*** Data shown ***
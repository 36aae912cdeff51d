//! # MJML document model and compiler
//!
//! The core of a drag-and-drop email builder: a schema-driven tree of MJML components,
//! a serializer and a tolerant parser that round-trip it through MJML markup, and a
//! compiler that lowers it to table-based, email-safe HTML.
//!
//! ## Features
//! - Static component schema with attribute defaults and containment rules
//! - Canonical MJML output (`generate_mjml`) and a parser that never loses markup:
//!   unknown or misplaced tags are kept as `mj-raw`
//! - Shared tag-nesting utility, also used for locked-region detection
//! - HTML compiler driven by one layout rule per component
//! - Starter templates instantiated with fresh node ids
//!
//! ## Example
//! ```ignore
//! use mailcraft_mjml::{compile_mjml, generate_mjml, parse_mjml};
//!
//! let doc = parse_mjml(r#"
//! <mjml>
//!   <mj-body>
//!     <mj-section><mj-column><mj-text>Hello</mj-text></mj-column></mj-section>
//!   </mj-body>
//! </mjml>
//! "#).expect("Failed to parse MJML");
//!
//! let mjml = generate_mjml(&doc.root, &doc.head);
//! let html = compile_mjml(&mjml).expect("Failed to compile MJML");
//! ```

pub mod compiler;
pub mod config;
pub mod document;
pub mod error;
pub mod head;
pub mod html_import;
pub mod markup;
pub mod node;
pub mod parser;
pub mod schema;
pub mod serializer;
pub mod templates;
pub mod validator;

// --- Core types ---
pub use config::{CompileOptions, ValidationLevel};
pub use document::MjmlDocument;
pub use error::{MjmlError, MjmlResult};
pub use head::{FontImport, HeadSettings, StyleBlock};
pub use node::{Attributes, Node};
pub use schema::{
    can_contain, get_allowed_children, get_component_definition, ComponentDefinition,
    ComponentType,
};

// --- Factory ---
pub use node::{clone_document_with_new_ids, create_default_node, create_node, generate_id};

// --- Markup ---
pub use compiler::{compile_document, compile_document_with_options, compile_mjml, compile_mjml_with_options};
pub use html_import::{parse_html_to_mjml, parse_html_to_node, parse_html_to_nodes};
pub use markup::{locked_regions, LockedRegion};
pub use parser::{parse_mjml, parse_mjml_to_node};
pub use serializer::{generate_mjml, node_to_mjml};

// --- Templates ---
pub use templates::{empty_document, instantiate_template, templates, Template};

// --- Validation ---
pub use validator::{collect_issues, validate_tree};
*** End of Data shown ***
*** Data shown ***
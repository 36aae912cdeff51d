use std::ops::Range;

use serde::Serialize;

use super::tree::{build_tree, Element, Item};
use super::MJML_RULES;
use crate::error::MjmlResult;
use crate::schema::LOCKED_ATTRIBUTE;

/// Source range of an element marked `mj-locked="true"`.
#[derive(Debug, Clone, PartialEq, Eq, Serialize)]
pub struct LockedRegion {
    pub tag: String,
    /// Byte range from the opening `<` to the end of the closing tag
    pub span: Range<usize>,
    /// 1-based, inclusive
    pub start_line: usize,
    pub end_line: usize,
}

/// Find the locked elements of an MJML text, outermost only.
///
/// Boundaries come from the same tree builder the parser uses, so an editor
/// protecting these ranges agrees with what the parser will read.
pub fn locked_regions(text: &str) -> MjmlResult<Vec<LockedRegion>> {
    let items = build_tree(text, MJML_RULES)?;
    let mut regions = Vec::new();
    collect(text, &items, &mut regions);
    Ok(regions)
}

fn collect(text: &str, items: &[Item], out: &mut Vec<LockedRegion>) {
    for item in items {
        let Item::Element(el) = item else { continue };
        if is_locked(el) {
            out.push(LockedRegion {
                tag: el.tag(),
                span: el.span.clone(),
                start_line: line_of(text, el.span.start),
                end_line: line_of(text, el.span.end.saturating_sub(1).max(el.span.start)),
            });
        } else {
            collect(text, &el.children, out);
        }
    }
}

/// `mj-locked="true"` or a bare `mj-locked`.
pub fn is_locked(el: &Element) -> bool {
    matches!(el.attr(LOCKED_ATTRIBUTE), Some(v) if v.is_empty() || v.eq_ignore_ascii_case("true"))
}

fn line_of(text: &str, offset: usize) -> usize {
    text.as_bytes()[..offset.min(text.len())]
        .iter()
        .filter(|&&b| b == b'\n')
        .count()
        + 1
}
*** End of Data shown ***
Try it> Go through the data and count every line where the word "text" appears. Give only that count.

Response area> 11